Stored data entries
/// Executed whenever Cargo builds reaper-abi
fn main() {
    compile_variadic_glue_code();
}

/// Compiles the only piece of glue code that can't be written in Rust.
///
/// `ProjectStateContext::AddLine()` is a printf-style variadic virtual function. Stable Rust can
/// call C-variadic functions but can't define them. So the vtable slot is filled with a C function
/// which renders the format string and its arguments and passes the finished line on to Rust.
fn compile_variadic_glue_code() {
    println!("cargo:rerun-if-changed=src/project_state_context.c");
    cc::Build::new()
        .warnings(false)
        .file("src/project_state_context.c")
        .compile("reaper_abi_glue");
}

EXERCISE INSTRUCTIONS —
Reproduce all of the entries word for word. Omit nothing.

SOLUTION FOR THIS TASK —
/// Executed whenever Cargo builds reaper-abi
fn main() {
    compile_variadic_glue_code();
}

/// Compiles the only piece of glue code that can't be written in Rust.
///
/// `ProjectStateContext::AddLine()` is a printf-style variadic virtual function. Stable Rust can
/// call C-variadic functions but can't define them. So the vtable slot is filled with a C function
/// which renders the format string and its arguments and passes the finished line on to Rust.
fn compile_variadic_glue_code() {
    println!("cargo:rerun-if-changed=src/project_state_context.c");
    cc::Build::new()
        .warnings(false)
        .file("src/project_state_context.c")
        .compile("reaper_abi_glue");
}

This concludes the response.